Whenever we see a beautiful piece of animation or art, especially if it looks hyperrealistic, our breath is taken away. Disney spent millions of dollars and the better part of the last two decades developing software so things like the water in Moana look realistic. Artists spend entire days, weeks, months, adding layer after layer of paint to their creations just so we the audience will step back and go, woah.

So, how come we rarely take the time in real life to admire the beauty of things? Especially as writers, who need to break barriers by getting turning words into images for our readers (and vice versa). Writing is magic, writing is alchemy. And to do the magic, you need to have a firm basis in reality.

Before the pandemic, I liked to go for walks in my local park. It’s not a great park; sometimes bands of 13 and 14 year olds with machetes take over in broad daylight and it’s the last place you want to be. But I’ve never been there at the same time as them, so to me it’s still a quiet and peaceful place. The playground is small and lonely because mostly the kids ignore it and play on the grass or try to throw each other into the lake (ignoring all the delightful ‘don’t feed the rats’ signs the council put up around the perimeter). There aren’t many benches that haven’t had the wood stolen from them, so I just sit underneath the trees and people-watch.

Sometimes I get bored and watch the ground for a bit, studying the way the grass tangles together as it grows, the different types of grass you don’t notice when you’re walking across it from point A to point B.

How does this help you as a writer? After all, if you write too much detail, your reader becomes desensitised to it and zones out.
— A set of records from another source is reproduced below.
//
//  mod.rs
//  RouteLens
//
//  Guess which collection a route reads or writes.
//

pub mod inflect;

use std::path::{Component, Path};

use serde::{Deserialize, Serialize};

use crate::routes::{DetectedRoute, HttpMethod};
use inflect::{is_plural, pluralize, singularize};

pub const MAX_ALTERNATIVES: usize = 5;

/// Path segments that never name a resource.
const IGNORED_SEGMENTS: &[&str] = &[
    "api",
    "v1",
    "v2",
    "v3",
    "admin",
    "public",
    "private",
    "endpoints",
];

/// File stems and directories that say nothing about the resource.
const GENERIC_FILE_NAMES: &[&str] = &["index", "routes", "router", "app", "server", "api"];

const GENERIC_DIRS: &[&str] = &["src", "lib", "app", "controllers", "controller", "handlers"];

const FILE_NAME_SUFFIXES: &[&str] = &["routes", "route", "router", "controller", "ctrl", "handler"];

const COMMON_RESOURCES: &[&str] = &[
    "users",
    "products",
    "orders",
    "posts",
    "comments",
    "categories",
    "items",
    "customers",
    "accounts",
    "articles",
    "reviews",
    "carts",
    "payments",
    "invoices",
    "messages",
    "notifications",
    "tasks",
    "projects",
    "events",
    "files",
    "images",
    "tags",
    "teams",
    "companies",
    "employees",
    "books",
    "courses",
    "students",
    "transactions",
];

/// Auth-flavoured segments that map straight to a collection.
const SPECIAL_SEGMENTS: &[(&str, &str)] = &[
    ("login", "users"),
    ("signup", "users"),
    ("register", "users"),
    ("auth", "users"),
    ("me", "users"),
    ("account", "users"),
    ("password", "users"),
    ("verify", "users"),
    ("logout", "sessions"),
    ("session", "sessions"),
    ("sessions", "sessions"),
    ("token", "sessions"),
    ("refresh", "sessions"),
    ("profile", "profiles"),
];

const AUTH_KEYWORDS: &[&str] = &["auth", "login", "signup", "signin", "register", "logout"];

/// A scored collection-name guess.
#[derive(Debug, Clone, PartialEq, Serialize, Deserialize)]
#[serde(rename_all = "camelCase")]
pub struct CollectionInference {
    pub collection_name: String,
    pub confidence: f64,
    pub reasoning: String,
    pub alternative_names: Vec<String>,
}

impl CollectionInference {
    fn new(name: impl Into<String>, confidence: f64, reasoning: impl Into<String>) -> Self {
        Self {
            collection_name: name.into(),
            confidence: confidence.clamp(0.0, 1.0),
            reasoning: reasoning.into(),
            alternative_names: Vec::new(),
        }
    }

    fn with_alternatives(mut self, names: impl IntoIterator<Item = String>) -> Self {
        for name in names {
            if name != self.collection_name && !self.alternative_names.contains(&name) {
                self.alternative_names.push(name);
            }
        }
        self
    }

    /// Primary name followed by the alternatives.
    pub fn candidate_names(&self) -> impl Iterator<Item = &str> {
        std::iter::once(self.collection_name.as_str())
            .chain(self.alternative_names.iter().map(String::as_str))
    }
}

/// Runs the four naming strategies over a route.
#[derive(Debug, Clone, Default)]
pub struct CollectionInferencer;

impl CollectionInferencer {
    pub fn new() -> Self {
        Self
    }

    /// Best guess; every other distinct name becomes an alternative.
    pub fn infer_collection_name(&self, route: &DetectedRoute) -> CollectionInference {
        let suggestions = self.get_collection_suggestions(route);
        let Some(primary) = suggestions.first().cloned() else {
            return CollectionInference::new("unknown", 0.0, "no naming strategy matched");
        };

        let mut others: Vec<String> = primary.alternative_names.clone();
        for candidate in suggestions.iter().skip(1) {
            others.extend(candidate.candidate_names().map(str::to_string));
        }

        let mut primary = CollectionInference {
            alternative_names: Vec::new(),
            ..primary
        }
        .with_alternatives(others);
        primary.alternative_names.truncate(MAX_ALTERNATIVES);
        primary
    }

    /// One guess per strategy that produced something, highest confidence
    /// first, duplicate names dropped.
    pub fn get_collection_suggestions(&self, route: &DetectedRoute) -> Vec<CollectionInference> {
        let mut candidates: Vec<CollectionInference> = [
            from_path(route),
            from_special_case(route),
            from_method_pattern(route),
            from_file_name(&route.file_path),
        ]
        .into_iter()
        .flatten()
        .collect();

        // Stable: ties keep strategy order.
        candidates.sort_by(|a, b| b.confidence.total_cmp(&a.confidence));

        let mut seen = Vec::new();
        candidates.retain(|c| {
            if seen.contains(&c.collection_name) {
                false
            } else {
                seen.push(c.collection_name.clone());
                true
            }
        });
        candidates
    }
}

fn resource_segment(path: &str) -> Option<&str> {
    path.split('/')
        .filter(|s| !s.is_empty())
        .filter(|s| !is_param(s))
        .find(|s| !IGNORED_SEGMENTS.contains(&s.to_ascii_lowercase().as_str()))
}

fn is_param(segment: &str) -> bool {
    segment.starts_with(':') || segment.starts_with('*') || segment.starts_with('{')
}

fn has_id_param(path: &str) -> bool {
    path.split('/')
        .filter(|s| is_param(s))
        .any(|s| s.to_ascii_lowercase().contains("id"))
}

fn from_path(route: &DetectedRoute) -> Option<CollectionInference> {
    let segment = resource_segment(&route.path)?;
    let lower = segment.to_ascii_lowercase();
    let name = singularize(segment);

    let mut confidence = 0.5;
    let mut reasons = vec![format!("path segment '{segment}'")];
    if COMMON_RESOURCES.contains(&lower.as_str())
        || COMMON_RESOURCES.contains(&pluralize(&lower).as_str())
    {
        confidence += 0.3;
        reasons.push("common resource name".to_string());
    }
    if is_plural(segment) {
        confidence += 0.2;
        reasons.push("plural segment".to_string());
    }
    if route.method.is_standard() {
        confidence += 0.1;
    }

    Some(
        CollectionInference::new(name.clone(), confidence, reasons.join(", "))
            .with_alternatives([segment.to_string(), pluralize(&name)]),
    )
}

fn from_special_case(route: &DetectedRoute) -> Option<CollectionInference> {
    let lower = route.path.to_ascii_lowercase();
    for segment in lower.split('/').filter(|s| !s.is_empty()) {
        if let Some((_, collection)) = SPECIAL_SEGMENTS.iter().find(|(key, _)| *key == segment) {
            return Some(CollectionInference::new(
                *collection,
                0.8,
                format!("'{segment}' routes belong to {collection}"),
            ));
        }
    }

    let auth_like = AUTH_KEYWORDS.iter().any(|k| lower.contains(k));
    let password_change = route.method == HttpMethod::Post && lower.contains("password");
    if auth_like || password_change {
        return Some(CollectionInference::new(
            "users",
            0.7,
            "authentication-related path",
        ));
    }
    None
}

fn from_method_pattern(route: &DetectedRoute) -> Option<CollectionInference> {
    let segment = resource_segment(&route.path)?;
    let name = pluralize(&singularize(segment));
    let id = has_id_param(&route.path);

    let mut confidence = 0.3;
    let mut reasoning = format!("{} on '{segment}'", route.method);
    match route.method {
        HttpMethod::Get | HttpMethod::Put | HttpMethod::Patch | HttpMethod::Delete if id => {
            confidence += 0.2;
            reasoning.push_str(", single-document access by id");
        }
        HttpMethod::Post if !id => {
            confidence += 0.2;
            reasoning.push_str(", creates into a collection");
        }
        _ => {}
    }
    Some(CollectionInference::new(name, confidence, reasoning))
}

/// The file stem is tried before any directory; `orders/invoiceRoutes.js`
/// yields `invoice`. Directories only count when the stem is generic.
fn from_file_name(file: &Path) -> Option<CollectionInference> {
    let stem = file
        .file_name()?
        .to_str()?
        .split('.')
        .next()
        .unwrap_or_default();
    let stripped = strip_name_suffix(stem);

    if !stripped.is_empty() && !GENERIC_FILE_NAMES.contains(&stripped.to_ascii_lowercase().as_str())
    {
        return Some(CollectionInference::new(
            stripped,
            0.4,
            format!("declared in '{}'", file.display()),
        ));
    }

    // users/index.js, users/routes.js
    let dir = file
        .parent()?
        .components()
        .rev()
        .take(3)
        .filter_map(|c| match c {
            Component::Normal(name) => name.to_str(),
            _ => None,
        })
        .find(|d| {
            let lower = d.to_ascii_lowercase();
            !GENERIC_FILE_NAMES.contains(&lower.as_str())
                && !GENERIC_DIRS.contains(&lower.as_str())
                && !IGNORED_SEGMENTS.contains(&lower.as_str())
        })?;
    Some(CollectionInference::new(
        dir,
        0.4,
        format!("declared under directory '{dir}'"),
    ))
}

/// `userRoutes -> user`, `orders-controller -> orders`.
fn strip_name_suffix(stem: &str) -> &str {
    let lower = stem.to_ascii_lowercase();
    for suffix in FILE_NAME_SUFFIXES {
        if lower.len() > suffix.len() && lower.ends_with(suffix) {
            return stem[..stem.len() - suffix.len()].trim_end_matches(['-', '_']);
        }
    }
    stem
}

#[cfg(test)]
mod tests {
    use super::*;
    use std::path::PathBuf;

    fn route(method: HttpMethod, path: &str, file: &str) -> DetectedRoute {
        DetectedRoute {
            method,
            path: path.to_string(),
            file_path: PathBuf::from(file),
            line: 1,
            middlewares: Vec::new(),
            handler: "h".to_string(),
            router_prefix: None,
            controller_file_path: None,
            controller_function: None,
            inline_span: None,
        }
    }

    #[test]
    fn test_products_by_id() {
        let inference = CollectionInferencer::new().infer_collection_name(&route(
            HttpMethod::Get,
            "/api/v1/products/:id",
            "/app/routes/index.js",
        ));
        assert_eq!(inference.collection_name, "product");
        // 0.5 + 0.3 + 0.2 + 0.1, capped.
        assert_eq!(inference.confidence, 1.0);
        assert!(inference.alternative_names.contains(&"products".to_string()));
        assert!(inference.alternative_names.len() <= MAX_ALTERNATIVES);
    }

    #[test]
    fn test_uncommon_singular_segment() {
        let inference = CollectionInferencer::new().infer_collection_name(&route(
            HttpMethod::Options,
            "/widget",
            "/app/routes/index.js",
        ));
        assert_eq!(inference.collection_name, "widget");
        assert_eq!(inference.confidence, 0.5);
    }

    #[test]
    fn test_special_cases() {
        let inferencer = CollectionInferencer::new();
        let login = inferencer.get_collection_suggestions(&route(
            HttpMethod::Post,
            "/api/auth/login",
            "/app/routes/index.js",
        ));
        let special = login.iter().find(|c| c.collection_name == "users").unwrap();
        assert_eq!(special.confidence, 0.8);

        let reset = inferencer.get_collection_suggestions(&route(
            HttpMethod::Post,
            "/reset-password",
            "/app/routes/index.js",
        ));
        let users = reset.iter().find(|c| c.collection_name == "users").unwrap();
        assert_eq!(users.confidence, 0.7);
    }

    #[test]
    fn test_method_pattern() {
        let create = from_method_pattern(&route(HttpMethod::Post, "/orders", "/x.js")).unwrap();
        assert_eq!(create.collection_name, "orders");
        assert!((create.confidence - 0.5).abs() < 1e-9);

        let by_id = from_method_pattern(&route(HttpMethod::Delete, "/order/:orderId", "/x.js"))
            .unwrap();
        assert_eq!(by_id.collection_name, "orders");
        assert!((by_id.confidence - 0.5).abs() < 1e-9);

        let list = from_method_pattern(&route(HttpMethod::Get, "/orders", "/x.js")).unwrap();
        assert!((list.confidence - 0.3).abs() < 1e-9);
    }

    #[test]
    fn test_file_name_strategy() {
        let named = from_file_name(Path::new("/app/src/routes/invoiceRoutes.js")).unwrap();
        assert_eq!(named.collection_name, "invoice");
        assert_eq!(named.confidence, 0.4);

        let dotted = from_file_name(Path::new("/app/src/payments.routes.ts")).unwrap();
        assert_eq!(dotted.collection_name, "payments");

        let nested = from_file_name(Path::new("/app/src/modules/orders/index.js")).unwrap();
        assert_eq!(nested.collection_name, "orders");

        assert!(from_file_name(Path::new("/src/routes/index.js")).is_none());

        let both = from_file_name(Path::new("/app/src/orders/invoiceRoutes.js")).unwrap();
        assert_eq!(both.collection_name, "invoice");
    }

    #[test]
    fn test_suggestions_sorted_and_distinct() {
        let suggestions = CollectionInferencer::new().get_collection_suggestions(&route(
            HttpMethod::Get,
            "/users/:id",
            "/app/routes/users.js",
        ));
        let confidences: Vec<f64> = suggestions.iter().map(|s| s.confidence).collect();
        let mut sorted = confidences.clone();
        sorted.sort_by(|a, b| b.total_cmp(a));
        assert_eq!(confidences, sorted);

        let mut names: Vec<&str> = suggestions.iter().map(|s| s.collection_name.as_str()).collect();
        let before = names.len();
        names.dedup();
        assert_eq!(names.len(), before);
    }

    #[test]
    fn test_nothing_to_go_on() {
        let inference = CollectionInferencer::new().infer_collection_name(&route(
            HttpMethod::Get,
            "/",
            "/src/routes/index.js",
        ));
        assert_eq!(inference.collection_name, "unknown");
        assert_eq!(inference.confidence, 0.0);
    }
}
If you’re too analytical or too poetic, your reader will get bored or, in the worst case scenario, comatose.

Still, when you’re working on a fast-paced, engaging plot, it’s good to give your readers a break. The easiest way to do that is to slow down and look at the details of the scene, or the other character’s face. How can you stop time in your book if you can’t do it for yourself in reality?

That’s why this is my writing advice: take a break. You don’t have to go outside (it is still a pandemic out there, no matter what the newspapers might tell you). You can just watch your cat sleeping, the whiskers jutting out from her cheeks like sea anemones and paws lightly twitching while she sleeps. You can enjoy a breakfast sandwich and suddenly make yourself aware of how the egg, bread, and bacon mix, appreciating their individual and combined flavours.

This might also be called mindfulness, but to me, it’s just good practice for writing, like everything else in life.